Protection from articular damage by passive or active anti‐tumour necrosis factor ( TNF)‐ α immunotherapy in human TNF‐ α transgenic mice depends on anti‐ TNF‐ α antibody levels

Summary Active anti‐tumour necrosis factor ( TNF)‐α immunization with the kinoid of TNF‐α ( TNF ‐ K ) induces polyclonal anti‐ TNF‐α antibodies and ameliorates arthritis in human TNF‐α ( hTNF‐α ) transgenic mice ( TTg ). We compared the efficacy of TNF ‐ K to that of infliximab (IFX) and of TNF ‐ K and IFX co‐administration, and evaluated whether the titres of anti‐hTNF‐α antibodies induced by immunization were a determinant of TNF ‐ K efficacy. Forty‐eight TTg mice received one of the following treatments: TNF ‐ K immunization ( TNF ‐ K group); weekly IFX throughout the study duration ( IFXw0 –15); TNF ‐ K plus weekly IFX for 4 weeks ( TNF ‐ K  +  IFX ); and weekly IFX for 4 weeks ( IFXw0 –4); PBS . Animals were killed at week 16. Anti‐ hTNF‐α antibody titres and clinical and histological scores were compared. All TNF ‐ K immunized mice ( TNF ‐ K and TNF ‐ K  +  IFX ) produced anti‐ hTNF‐α antibodies. Titres were higher in TNF ‐ K   versus   TNF ‐ K  +  IFX ( P  < 0·001) and correlated inversely with histological inflammation ( R  = −0·78; P  = 0·0001) and destruction ( R  = −0·67; P  = 0·001). TNF ‐ K  +  IFX had higher histological inflammation and destruction versus   TNF ‐ K ( P  < 0·05). A receiver operating characteristic ( ROC) analysis of anti‐ hTNF‐α antibody titres identified the criterion cut‐off value to discriminate most effectively between the TNF ‐ K and TNF ‐ K  +  IFX groups. Mice with high versus low titres had less histological inflammation and destruction ( P  < 0·05). In a model of TNF‐α ‐dependent arthritis, protection from articular damage by TNF ‐ K correlates with the titres of induced anti‐ hTNF‐α antibodies.
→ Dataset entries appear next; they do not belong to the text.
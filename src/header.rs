//! NAS message header structures
//!
//! Implements 5G NAS message headers according to 3GPP TS 24.501.
//!
//! # Header Types
//!
//! There are two main header formats:
//! - Plain NAS header (3 bytes for MM, 4 bytes for SM)
//! - Security protected NAS header (7 bytes)
//!
//! ## Plain 5GMM Header (3 bytes)
//! ```text
//! +------------------+------------------+------------------+
//! |       EPD        |  Security Header |   Message Type   |
//! |     (1 byte)     |  Type (4 bits)   |    (1 byte)      |
//! |                  |  Spare (4 bits)  |                  |
//! +------------------+------------------+------------------+
//! ```
//!
//! ## Plain 5GSM Header (4 bytes)
//! ```text
//! +------------------+------------------+------------------+------------------+
//! |       EPD        | PDU Session ID   |       PTI        |   Message Type   |
//! |     (1 byte)     |    (1 byte)      |    (1 byte)      |    (1 byte)      |
//! +------------------+------------------+------------------+------------------+
//! ```
//!
//! ## Security Protected Header (7 bytes)
//! ```text
//! EPD (1) | SHT (1) | MAC (4) | Sequence Number (1) | plain NAS message ...
//! ```
//!
//! Decoding a header whose first octet does not match the family's protocol
//! discriminator is a hard failure: no message of the wrong family can ever
//! reach that family's dispatcher.

use crate::codec::{CodecError, CodecResult};
use crate::enums::{
    ExtendedProtocolDiscriminator, MessageType, MmMessageType, SecurityHeaderType, SmMessageType,
};
use bytes::{Buf, BufMut};

/// Plain 5GMM NAS message header
///
/// Used for unprotected 5G Mobility Management messages.
/// Total size: 3 bytes
#[derive(Debug, Clone, Copy, PartialEq, Eq)]
pub struct PlainMmHeader {
    /// Extended Protocol Discriminator (always MobilityManagement)
    pub epd: ExtendedProtocolDiscriminator,
    /// Security header type (NotProtected for plain messages)
    pub security_header_type: SecurityHeaderType,
    /// Message type
    pub message_type: MmMessageType,
}

impl PlainMmHeader {
    /// Size of the plain MM header in bytes
    pub const SIZE: usize = 3;

    /// Create a new plain MM header
    pub fn new(message_type: MmMessageType) -> Self {
        Self {
            epd: ExtendedProtocolDiscriminator::MobilityManagement,
            security_header_type: SecurityHeaderType::NotProtected,
            message_type,
        }
    }

    /// Decode a plain MM header from bytes
    pub fn decode<B: Buf>(buf: &mut B) -> CodecResult<Self> {
        if buf.remaining() < Self::SIZE {
            return Err(CodecError::BufferTooShort {
                expected: Self::SIZE,
                actual: buf.remaining(),
            });
        }

        let epd_byte = buf.get_u8();
        if epd_byte != u8::from(ExtendedProtocolDiscriminator::MobilityManagement) {
            return Err(CodecError::UnsupportedProtocolDiscriminator(epd_byte));
        }

        // Security header type occupies the lower 4 bits; the upper nibble
        // is spare.
        let sht_byte = buf.get_u8();
        let security_header_type = SecurityHeaderType::try_from(sht_byte & 0x0F)
            .map_err(|_| CodecError::MalformedField("security header type"))?;

        let mt_byte = buf.get_u8();
        let message_type =
            MmMessageType::try_from(mt_byte).map_err(|_| CodecError::WrongMessageType(mt_byte))?;

        Ok(Self {
            epd: ExtendedProtocolDiscriminator::MobilityManagement,
            security_header_type,
            message_type,
        })
    }

    /// Encode the header to bytes
    pub fn encode<B: BufMut>(&self, buf: &mut B) {
        buf.put_u8(self.epd.into());
        buf.put_u8(u8::from(self.security_header_type) & 0x0F);
        buf.put_u8(self.message_type.into());
    }
}

/// Plain 5GSM NAS message header
///
/// Used for 5G Session Management messages.
/// Total size: 4 bytes
#[derive(Debug, Clone, Copy, PartialEq, Eq)]
pub struct PlainSmHeader {
    /// Extended Protocol Discriminator (always SessionManagement)
    pub epd: ExtendedProtocolDiscriminator,
    /// PDU Session Identity
    pub pdu_session_id: u8,
    /// Procedure Transaction Identity
    pub pti: u8,
    /// Message type
    pub message_type: SmMessageType,
}

impl PlainSmHeader {
    /// Size of the plain SM header in bytes
    pub const SIZE: usize = 4;

    /// Create a new plain SM header
    pub fn new(pdu_session_id: u8, pti: u8, message_type: SmMessageType) -> Self {
        Self {
            epd: ExtendedProtocolDiscriminator::SessionManagement,
            pdu_session_id,
            pti,
            message_type,
        }
    }

    /// Decode a plain SM header from bytes
    pub fn decode<B: Buf>(buf: &mut B) -> CodecResult<Self> {
        if buf.remaining() < Self::SIZE {
            return Err(CodecError::BufferTooShort {
                expected: Self::SIZE,
                actual: buf.remaining(),
            });
        }

        let epd_byte = buf.get_u8();
        if epd_byte != u8::from(ExtendedProtocolDiscriminator::SessionManagement) {
            return Err(CodecError::UnsupportedProtocolDiscriminator(epd_byte));
        }

        let pdu_session_id = buf.get_u8();
        let pti = buf.get_u8();

        let mt_byte = buf.get_u8();
        let message_type =
            SmMessageType::try_from(mt_byte).map_err(|_| CodecError::WrongMessageType(mt_byte))?;

        Ok(Self {
            epd: ExtendedProtocolDiscriminator::SessionManagement,
            pdu_session_id,
            pti,
            message_type,
        })
    }

    /// Encode the header to bytes
    pub fn encode<B: BufMut>(&self, buf: &mut B) {
        buf.put_u8(self.epd.into());
        buf.put_u8(self.pdu_session_id);
        buf.put_u8(self.pti);
        buf.put_u8(self.message_type.into());
    }
}

/// Security protected NAS message header
///
/// Used for integrity protected and/or ciphered NAS messages.
/// Total size: 7 bytes (header only, excluding the plain NAS message)
#[derive(Debug, Clone, PartialEq, Eq)]
pub struct SecuredHeader {
    /// Extended Protocol Discriminator (always MobilityManagement)
    pub epd: ExtendedProtocolDiscriminator,
    /// Security header type
    pub security_header_type: SecurityHeaderType,
    /// Message Authentication Code (MAC)
    pub mac: [u8; 4],
    /// Sequence number
    pub sequence_number: u8,
}

impl SecuredHeader {
    /// Size of the secured header in bytes (excluding the inner message)
    pub const SIZE: usize = 7;

    /// Create a new secured header
    pub fn new(security_header_type: SecurityHeaderType, mac: [u8; 4], sequence_number: u8) -> Self {
        Self {
            epd: ExtendedProtocolDiscriminator::MobilityManagement,
            security_header_type,
            mac,
            sequence_number,
        }
    }

    /// Decode a secured header from bytes
    pub fn decode<B: Buf>(buf: &mut B) -> CodecResult<Self> {
        if buf.remaining() < Self::SIZE {
            return Err(CodecError::BufferTooShort {
                expected: Self::SIZE,
                actual: buf.remaining(),
            });
        }

        let epd_byte = buf.get_u8();
        if epd_byte != u8::from(ExtendedProtocolDiscriminator::MobilityManagement) {
            return Err(CodecError::UnsupportedProtocolDiscriminator(epd_byte));
        }

        let sht_byte = buf.get_u8();
        let security_header_type = SecurityHeaderType::try_from(sht_byte & 0x0F)
            .map_err(|_| CodecError::MalformedField("security header type"))?;

        let mut mac = [0u8; 4];
        buf.copy_to_slice(&mut mac);

        let sequence_number = buf.get_u8();

        Ok(Self {
            epd: ExtendedProtocolDiscriminator::MobilityManagement,
            security_header_type,
            mac,
            sequence_number,
        })
    }

    /// Encode the header to bytes
    pub fn encode<B: BufMut>(&self, buf: &mut B) {
        buf.put_u8(self.epd.into());
        buf.put_u8(u8::from(self.security_header_type) & 0x0F);
        buf.put_slice(&self.mac);
        buf.put_u8(self.sequence_number);
    }
}

/// Type of NAS header, as determined by peeking the first two octets
#[derive(Debug, Clone, Copy, PartialEq, Eq)]
pub enum NasHeaderType {
    /// Plain 5GMM header
    PlainMm,
    /// Plain 5GSM header
    PlainSm,
    /// Security protected header
    Secured,
}

/// Unified NAS header that can represent any header shape
#[derive(Debug, Clone, PartialEq, Eq)]
pub enum NasHeader {
    /// Plain 5GMM header
    PlainMm(PlainMmHeader),
    /// Plain 5GSM header
    PlainSm(PlainSmHeader),
    /// Security protected header
    Secured(SecuredHeader),
}

impl NasHeader {
    /// Peek at the first two bytes to classify the header without consuming
    pub fn peek_header_type(data: &[u8]) -> CodecResult<NasHeaderType> {
        if data.is_empty() {
            return Err(CodecError::NullBuffer);
        }
        if data.len() < 2 {
            return Err(CodecError::BufferTooShort {
                expected: 2,
                actual: data.len(),
            });
        }

        let epd = ExtendedProtocolDiscriminator::try_from(data[0])
            .map_err(|_| CodecError::UnsupportedProtocolDiscriminator(data[0]))?;

        match epd {
            ExtendedProtocolDiscriminator::MobilityManagement => {
                let sht = SecurityHeaderType::try_from(data[1] & 0x0F)
                    .map_err(|_| CodecError::MalformedField("security header type"))?;
                if sht.is_protected() {
                    Ok(NasHeaderType::Secured)
                } else {
                    Ok(NasHeaderType::PlainMm)
                }
            }
            ExtendedProtocolDiscriminator::SessionManagement => Ok(NasHeaderType::PlainSm),
        }
    }

    /// Decode a NAS header from bytes, branching on the peeked shape
    pub fn decode<B: Buf>(buf: &mut B) -> CodecResult<Self> {
        if buf.remaining() < 2 {
            return Err(CodecError::BufferTooShort {
                expected: 2,
                actual: buf.remaining(),
            });
        }

        let chunk = buf.chunk();
        match NasHeader::peek_header_type(&chunk[..2.min(chunk.len())])? {
            NasHeaderType::PlainMm => Ok(NasHeader::PlainMm(PlainMmHeader::decode(buf)?)),
            NasHeaderType::PlainSm => Ok(NasHeader::PlainSm(PlainSmHeader::decode(buf)?)),
            NasHeaderType::Secured => Ok(NasHeader::Secured(SecuredHeader::decode(buf)?)),
        }
    }

    /// Encode the header to bytes
    pub fn encode<B: BufMut>(&self, buf: &mut B) {
        match self {
            NasHeader::PlainMm(h) => h.encode(buf),
            NasHeader::PlainSm(h) => h.encode(buf),
            NasHeader::Secured(h) => h.encode(buf),
        }
    }

    /// Get the message type (if available without deciphering)
    pub fn message_type(&self) -> Option<MessageType> {
        match self {
            NasHeader::PlainMm(h) => Some(MessageType::Mm(h.message_type)),
            NasHeader::PlainSm(h) => Some(MessageType::Sm(h.message_type)),
            NasHeader::Secured(_) => None,
        }
    }
}

#[cfg(test)]
mod tests {
    use super::*;

    #[test]
    fn test_plain_mm_header_encode_decode() {
        let header = PlainMmHeader::new(MmMessageType::RegistrationRequest);

        let mut buf = Vec::new();
        header.encode(&mut buf);

        assert_eq!(buf.len(), PlainMmHeader::SIZE);
        assert_eq!(buf[0], 0x7E); // EPD
        assert_eq!(buf[1], 0x00); // Security header type
        assert_eq!(buf[2], 0x41); // Message type

        let decoded = PlainMmHeader::decode(&mut buf.as_slice()).unwrap();
        assert_eq!(decoded, header);
    }

    #[test]
    fn test_plain_sm_header_encode_decode() {
        let header = PlainSmHeader::new(5, 1, SmMessageType::PduSessionEstablishmentRequest);

        let mut buf = Vec::new();
        header.encode(&mut buf);

        assert_eq!(buf.len(), PlainSmHeader::SIZE);
        assert_eq!(buf[0], 0x2E); // EPD
        assert_eq!(buf[1], 5); // PDU Session ID
        assert_eq!(buf[2], 1); // PTI
        assert_eq!(buf[3], 0xC1); // Message type

        let decoded = PlainSmHeader::decode(&mut buf.as_slice()).unwrap();
        assert_eq!(decoded, header);
    }

    #[test]
    fn test_secured_header_encode_decode() {
        let header = SecuredHeader::new(
            SecurityHeaderType::IntegrityProtectedAndCiphered,
            [0x12, 0x34, 0x56, 0x78],
            42,
        );

        let mut buf = Vec::new();
        header.encode(&mut buf);

        assert_eq!(buf.len(), SecuredHeader::SIZE);
        assert_eq!(buf[0], 0x7E);
        assert_eq!(buf[1], 0x02);
        assert_eq!(&buf[2..6], &[0x12, 0x34, 0x56, 0x78]);
        assert_eq!(buf[6], 42);

        let decoded = SecuredHeader::decode(&mut buf.as_slice()).unwrap();
        assert_eq!(decoded, header);
    }

    #[test]
    fn test_nas_header_peek() {
        let plain_mm = [0x7E, 0x00, 0x41];
        assert_eq!(
            NasHeader::peek_header_type(&plain_mm).unwrap(),
            NasHeaderType::PlainMm
        );

        let secured = [0x7E, 0x02, 0x00, 0x00, 0x00, 0x00, 0x00];
        assert_eq!(
            NasHeader::peek_header_type(&secured).unwrap(),
            NasHeaderType::Secured
        );

        let plain_sm = [0x2E, 0x05, 0x01, 0xC1];
        assert_eq!(
            NasHeader::peek_header_type(&plain_sm).unwrap(),
            NasHeaderType::PlainSm
        );
    }

    #[test]
    fn test_mm_header_rejects_sm_epd() {
        // a session-management buffer must never be accepted by the MM codec
        let data = [0x2E, 0x00, 0x41];
        let result = PlainMmHeader::decode(&mut data.as_slice());
        assert_eq!(
            result,
            Err(CodecError::UnsupportedProtocolDiscriminator(0x2E))
        );
    }

    #[test]
    fn test_sm_header_rejects_mm_epd() {
        let data = [0x7E, 0x05, 0x01, 0xC1];
        let result = PlainSmHeader::decode(&mut data.as_slice());
        assert_eq!(
            result,
            Err(CodecError::UnsupportedProtocolDiscriminator(0x7E))
        );
    }

    #[test]
    fn test_unknown_message_type() {
        let data = [0x7E, 0x00, 0x00];
        let result = PlainMmHeader::decode(&mut data.as_slice());
        assert_eq!(result, Err(CodecError::WrongMessageType(0x00)));
    }

    #[test]
    fn test_buffer_too_short() {
        let data = [0x7E];
        let result = NasHeader::decode(&mut data.as_slice());
        assert!(matches!(result, Err(CodecError::BufferTooShort { .. })));
    }

    #[test]
    fn test_invalid_epd() {
        let data = [0xFF, 0x00, 0x41];
        let result = NasHeader::decode(&mut data.as_slice());
        assert_eq!(
            result,
            Err(CodecError::UnsupportedProtocolDiscriminator(0xFF))
        );
    }
}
The co‐administration of TNF ‐ K and a short course of infliximab does not result in less articular damage versus solely TNF ‐ K , due probably to lower anti‐ hTNF‐α antibody production. These results are relevant for future development of active anti‐ TNF‐α immunization in human disease.